In the guise of their disco alter egos, the Dee Gees, Grohl and company drove by the perennially-picketing ding-dongs and dropped a thumping cover of the Bee Gees’s Saturday Night Fever-associated hit, “You Should Be Dancing.” (The Dee Gees’s album Hail Satin, which debuted in mid-July, is half Bee Gees/Andy Gibb covers and half live Foo Fighters originals from their recent Medicine at Midnight album.)
The Topeka-based Westboro Baptist Church, which the Southern Poverty Law Center calls “arguably the most obnoxious and rabid hate group in America” and the Anti-Defamation League says “lashes out at Jews, members of various Christian denominations, Muslims and people of other religions,” gained nationwide recognition in 1998 when they picketed the funeral of lynched gay man Matthew Shepard with repulsive signs and slogans.
Though the WBC’s protest on Thursday wasn’t exactly heavily attended, it is still glorious to see these people bested by funky beats. It is also heartwarming to see a white rock group championing a musical mode that was, for decades, frequently dismissed by the majority for its association with gay audiences and performers of color, even leading to some violent clashes.

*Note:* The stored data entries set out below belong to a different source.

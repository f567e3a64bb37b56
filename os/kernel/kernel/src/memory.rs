//! # Global Memory Contexts
//!
//! The frame allocator and the kernel address space are built once during
//! boot and shared behind spin locks afterwards. Outside the timer interrupt
//! they are locked with [`lock_irq`](kernel_sync::SpinMutex::lock_irq) so a
//! tick can never find them held by the code it interrupted.
//!
//! Single-core only; a second CPU would need the TLB shootdown and per-CPU
//! state this module does not have.

use kernel_alloc::phys_mapper::HhdmPhysMapper;
use kernel_alloc::{FrameStack, PmmError};
use kernel_info::boot::MemoryRegion;
use kernel_info::memory::KERNEL_STACK_BASE;
use kernel_sync::{SpinMutex, SyncOnceCell};
use kernel_task::SchedulerError;
use kernel_vmem::bootstrap::{BootstrapError, BootstrapPlan, KernelSpace, build_kernel_space};
use kernel_vmem::{
    AddressSpace, Invlpg, PageFlags, PageSize, PhysMapper, Size4K, TlbInvalidate, Unmapped,
    VirtualAddress, VmemError, zero_frame,
};
use log::{debug, warn};

pub static MAPPER: HhdmPhysMapper = HhdmPhysMapper;

pub type Pmm = FrameStack<'static, HhdmPhysMapper>;
pub type KernelAddressSpace = AddressSpace<'static, HhdmPhysMapper>;

static PMM: SyncOnceCell<SpinMutex<Pmm>> = SyncOnceCell::new();
static KERNEL_SPACE: SyncOnceCell<SpinMutex<KernelAddressSpace>> = SyncOnceCell::new();

/// Virtual span reserved per task stack, guard page included.
const TASK_STACK_STRIDE: u64 = 0x10_0000;

/// Mapped 4 KiB pages per task stack.
pub const TASK_STACK_PAGES: u64 = 4;

const STACK: PageFlags = PageFlags::new()
    .with_present(true)
    .with_writable(true)
    .with_no_execute(true);

#[derive(Debug, thiserror::Error)]
pub enum KernelError {
    #[error(transparent)]
    Pmm(#[from] PmmError),
    #[error(transparent)]
    Vmem(#[from] VmemError),
    #[error(transparent)]
    Bootstrap(#[from] BootstrapError),
    #[error(transparent)]
    Scheduler(#[from] SchedulerError),
    #[error("the {0} is already initialized")]
    AlreadyInitialized(&'static str),
    #[error("the {0} is not initialized")]
    NotInitialized(&'static str),
}

/// Build the frame allocator from the loader's memory map.
///
/// # Errors
/// [`PmmError::NoUsableMemory`], or a second call.
///
/// # Safety
/// Usable regions must be free RAM reachable through the direct map.
pub unsafe fn init_physical_memory(
    regions: &[MemoryRegion],
) -> Result<&'static SpinMutex<Pmm>, KernelError> {
    let stack = unsafe { FrameStack::init(&MAPPER, regions)? };
    PMM.set(SpinMutex::new(stack))
        .map_err(|_| KernelError::AlreadyInitialized("frame allocator"))?;
    pmm()
}

/// The global frame allocator.
///
/// # Errors
/// [`KernelError::NotInitialized`] before [`init_physical_memory`].
pub fn pmm() -> Result<&'static SpinMutex<Pmm>, KernelError> {
    PMM.get()
        .ok_or(KernelError::NotInitialized("frame allocator"))
}

/// The kernel's address space.
///
/// # Errors
/// [`KernelError::NotInitialized`] before [`build_kernel_address_space`].
pub fn kernel_space() -> Result<&'static SpinMutex<KernelAddressSpace>, KernelError> {
    KERNEL_SPACE
        .get()
        .ok_or(KernelError::NotInitialized("kernel address space"))
}

/// Build the kernel address space described by `plan` with frames from the
/// global allocator. The result is recorded but not activated.
///
/// # Errors
/// The first failing bootstrap step, or a second call.
pub fn build_kernel_address_space(plan: &BootstrapPlan<'_>) -> Result<KernelSpace, KernelError> {
    let space = {
        let mut pmm = pmm()?.lock_irq();
        build_kernel_space(plan, &MAPPER, &mut *pmm, Invlpg)?
    };

    // SAFETY: the root was just built through MAPPER and nothing else holds it.
    let root = unsafe { AddressSpace::from_root(&MAPPER, space.root, Invlpg) };
    KERNEL_SPACE
        .set(SpinMutex::new(root))
        .map_err(|_| KernelError::AlreadyInitialized("kernel address space"))?;
    Ok(space)
}

/// Lowest address of the stack area for task `slot`; that page is the guard.
#[must_use]
#[allow(clippy::cast_lossless)]
pub const fn task_stack_base(slot: u16) -> VirtualAddress {
    VirtualAddress::new(KERNEL_STACK_BASE + TASK_STACK_STRIDE * (slot as u64 + 1))
}

/// Run `f` on the kernel address space and the frame allocator, with
/// interrupts masked for the duration.
///
/// # Errors
/// [`KernelError::NotInitialized`] before the kernel space is built.
pub fn with_kernel_space<R>(
    f: impl FnOnce(&mut KernelAddressSpace, &mut Pmm) -> R,
) -> Result<R, KernelError> {
    let mut pmm = pmm()?.lock_irq();
    let mut space = kernel_space()?.lock_irq();
    Ok(f(&mut space, &mut pmm))
}

/// Map a fresh, zeroed stack for task `slot` and return its top.
///
/// A slot reused after its task terminated still has the old stack mapped;
/// those frames go back to the allocator first.
///
/// # Errors
/// Allocation or mapping failures. Frames mapped before the failure stay
/// mapped.
pub fn map_task_stack(slot: u16) -> Result<VirtualAddress, KernelError> {
    let base = task_stack_base(slot);
    let top = with_kernel_space(|space, pmm| map_stack_pages(space, pmm, &MAPPER, base))??;

    debug!("task stack {slot}: guard at {base}, top at {top}");
    Ok(top)
}

/// Back the [`TASK_STACK_PAGES`] pages above the guard page at `base` with
/// zeroed frames, releasing whatever 4 KiB frames were mapped there.
fn map_stack_pages<M: PhysMapper, T: TlbInvalidate>(
    space: &mut AddressSpace<'_, M, T>,
    pmm: &mut FrameStack<'_, M>,
    mapper: &M,
    base: VirtualAddress,
) -> Result<VirtualAddress, KernelError> {
    let mut va = base + Size4K::SIZE;
    for _ in 0..TASK_STACK_PAGES {
        match space.unmap(va) {
            Unmapped::NotMapped => {}
            Unmapped::Page4K(stale) => {
                debug!("releasing stale stack frame {stale} at {va}");
                pmm.free(stale.base())?;
            }
            other => warn!("stack page {va} was covered by {other:?}"),
        }

        let frame = pmm.allocate()?;
        unsafe { zero_frame(mapper, frame) };
        space.map(pmm, va, frame.base(), STACK)?;
        va += Size4K::SIZE;
    }
    Ok(va)
}

#[cfg(test)]
mod tests {
    use super::*;
    use kernel_info::memory::{KERNEL_BASE, KERNEL_STACK_TOP};
    use kernel_vmem::test_support::{RecordingTlb, TestPhys};
    use kernel_vmem::{PhysicalAddress, PhysicalPage};

    fn frame(pa: u64) -> PhysicalPage<Size4K> {
        PhysicalPage::containing(PhysicalAddress::new(pa))
    }

    fn stack_frames<M: PhysMapper, T: TlbInvalidate>(
        space: &AddressSpace<'_, M, T>,
        base: VirtualAddress,
    ) -> Vec<PhysicalAddress> {
        (1..=TASK_STACK_PAGES)
            .map(|i| space.translate(base + i * Size4K::SIZE).unwrap().phys)
            .collect()
    }

    #[test]
    fn task_stacks_sit_between_the_boot_stack_and_the_image() {
        assert!(task_stack_base(0).as_u64() >= KERNEL_STACK_TOP);
        let last = task_stack_base(u16::MAX).as_u64();
        assert!(last + Size4K::SIZE * (TASK_STACK_PAGES + 1) < KERNEL_BASE);
        assert!(Size4K::SIZE * (TASK_STACK_PAGES + 1) <= TASK_STACK_STRIDE);
        assert_eq!(
            task_stack_base(3) - task_stack_base(2),
            TASK_STACK_STRIDE
        );
    }

    #[test]
    fn reusing_a_slot_releases_the_old_stack() {
        let phys = TestPhys::new();
        let tlb = RecordingTlb::default();
        let mut pmm = unsafe { FrameStack::with_first_node(&phys, frame(0x20_0000)) };
        pmm.add_region(0x100_0000, 64 * 4096);
        let mut space = AddressSpace::new(&phys, &mut pmm, &tlb).unwrap();
        let base = task_stack_base(1);

        let top = map_stack_pages(&mut space, &mut pmm, &phys, base).unwrap();
        assert_eq!(top, base + Size4K::SIZE * (TASK_STACK_PAGES + 1));
        assert!(space.translate(base).is_none(), "guard page must stay unmapped");
        let first = stack_frames(&space, base);
        let free = pmm.free_count();

        // Leave something on the old stack.
        phys.write_u64(first[0].as_u64(), 0xDEAD_BEEF);

        let again = map_stack_pages(&mut space, &mut pmm, &phys, base).unwrap();
        assert_eq!(again, top);
        assert_eq!(pmm.free_count(), free, "old stack frames leaked");

        let second = stack_frames(&space, base);
        assert_eq!(second.len(), first.len());
        for pa in &second {
            assert_eq!(phys.read_u64(pa.as_u64()), 0);
        }
    }
}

Here is a different angle.
This is not the first time Grohl has crossed swords with this particular hate group. In 2011 the WBC’s late founder, Fred Phelps, called their music “hell-bound and hedonistic,” and called for a picket at their Kansas City, Missouri show. Fighting back, the band got on a flatbed truck and trolled them with a dopey tune “Keep’ It Clean (Hot Buns)”
In 2015, something similar happened, but this time the Foo Fighters fought back with Rick Astley’s “we fooled you!” anthem “Never Gonna Give You Up.” (What’s nice about this story is that it led to a meet-up and friendship between the group and Astley, who have since performed together.)
“You Should Be Dancing,” written by Maurice, Robin, and Barry Gibb, was first recorded for the Bee Gees’s 1976 album Children of the World. (Here’s some bar trivia: one of the percussionists was Stephen Stills, who was recording at the same Miami recording studio and sat in.) The song hit number one on Billboard’s Hot 100, the third of nine Bee Gees tunes to do so.